Als in einer Kleinstadt drei Menschen erschossen werden, ...

Im 7. Band der Serie um den Psychologen Sebastian Bergmann geht es um die Suche nach Serienmördern, einen davon kennen Fans der Serie bereits.

Als in einer Kleinstadt drei Menschen erschossen werden, steht Vanja als neue Leiterin der schwedischen Reichsmordkommission vor ihrem ersten großen Fall. Zunächst scheinen die Toten nichts mit einander zu tun zu haben, aber bald findet das Ermittlungsteam einen Zusammenhang. Zeitgleich bahnen sich innerhalb des aktuellen Teams und seiner früheren Mitglieder, Torkel und Sebastian, verhängnisvolle Entwicklungen an.

Schon recht früh weiß man, wer hinter den Morden steckt. Diese Konstellation finde ich in Thrillern nicht so spannend, wie die Variante, dass man als Leser*in gemeinsam mit der Polizei zunächst mehrere Richtungen verfolgt und Verdächtige ausschließen muss.
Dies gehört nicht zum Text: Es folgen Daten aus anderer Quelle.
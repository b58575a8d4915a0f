/// Arithmetic mean (NaN for an empty slice)
pub fn mean(values: &[f64]) -> f64 {
    if values.is_empty() {
        return f64::NAN;
    }
    values.iter().sum::<f64>() / values.len() as f64
}

/// Sample standard deviation (0.0 for fewer than two values)
pub fn sample_std(values: &[f64]) -> f64 {
    if values.len() < 2 {
        return 0.0;
    }
    let m = mean(values);
    let var = values.iter().map(|v| (v - m).powi(2)).sum::<f64>() / (values.len() - 1) as f64;
    var.sqrt()
}

/// Simple percentage returns; output is one shorter than the input
pub fn pct_returns(values: &[f64]) -> Vec<f64> {
    values
        .windows(2)
        .map(|w| if w[0] == 0.0 { 0.0 } else { w[1] / w[0] - 1.0 })
        .collect()
}

/// Least-squares slope of `values` against their index
pub fn linear_slope(values: &[f64]) -> f64 {
    let n = values.len();
    if n < 2 {
        return 0.0;
    }
    let x_mean = (n - 1) as f64 / 2.0;
    let y_mean = mean(values);

    let mut num = 0.0;
    let mut den = 0.0;
    for (i, y) in values.iter().enumerate() {
        let dx = i as f64 - x_mean;
        num += dx * (y - y_mean);
        den += dx * dx;
    }
    if den == 0.0 { 0.0 } else { num / den }
}

/// Fraction of `values` strictly below `value`
pub fn percentile_rank(values: &[f64], value: f64) -> f64 {
    if values.is_empty() {
        return 0.5;
    }
    values.iter().filter(|v| **v < value).count() as f64 / values.len() as f64
}

/// Last non-NaN element of a series
pub fn last_valid(series: &[f64]) -> Option<f64> {
    series.last().copied().filter(|v| !v.is_nan())
}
Etwa ab der Hälfte ist diese Handlung auch nahezu abgeschlossen und die Entwicklungen innerhalb des Teams rücken mehr in den Vordergrund. Hier geht es um Billy, den langjährigen Mitarbeiter und IT-Fachmann, der im Dienst bereits zwei Menschen erschießen musste. Er hat seine Neigung lange unter Verschluss gehalten, aber dann bietet sich ihm eine Gelegenheit, die besser nicht sein könnte.

Im Heckenschützenfall hat es mir ein bisschen an Spannung gefehlt, die stellt sich dann aber ein, als es im zweiten Teil hauptsächlich um das Team geht. Auch ist es Schade, dass Sebastian Bergmann nicht mehr Mitglied der Reichsmordkommission ist, seine Figur kommt mir hier fast zu kurz, obwohl er wichtiger Teil der Handlung ist. Vieles, was die Serien ausgemacht hat, hängt mit seiner Figur zusammen. Ich hoffe hier auf den nächsten Teil.

Die Kapitel sind wieder recht kurz und treiben die Handlung voran und im Verlauf auch die Spannung. Zum Ende hin wird es wirklich aufregend und nach dem Showdown kommt erst der richtige Hammer und jetzt heißt es wieder warten, warten, warten bis der nächste Band erscheint.

Man kann den 7. Teil unabhängig lesen, würde sich aber um viele Aha-Momente und spannende Entwicklungen in den vorherigen Büchern bringen, wenn man dieses Buch als erstes lesen würde. Es reicht hier nur für wohlwollende viereinhalb Sterne. Insgesamt ist es aber eine meiner Lieblingsreihen. Wer sie noch nicht kennt, unbedingt lesen!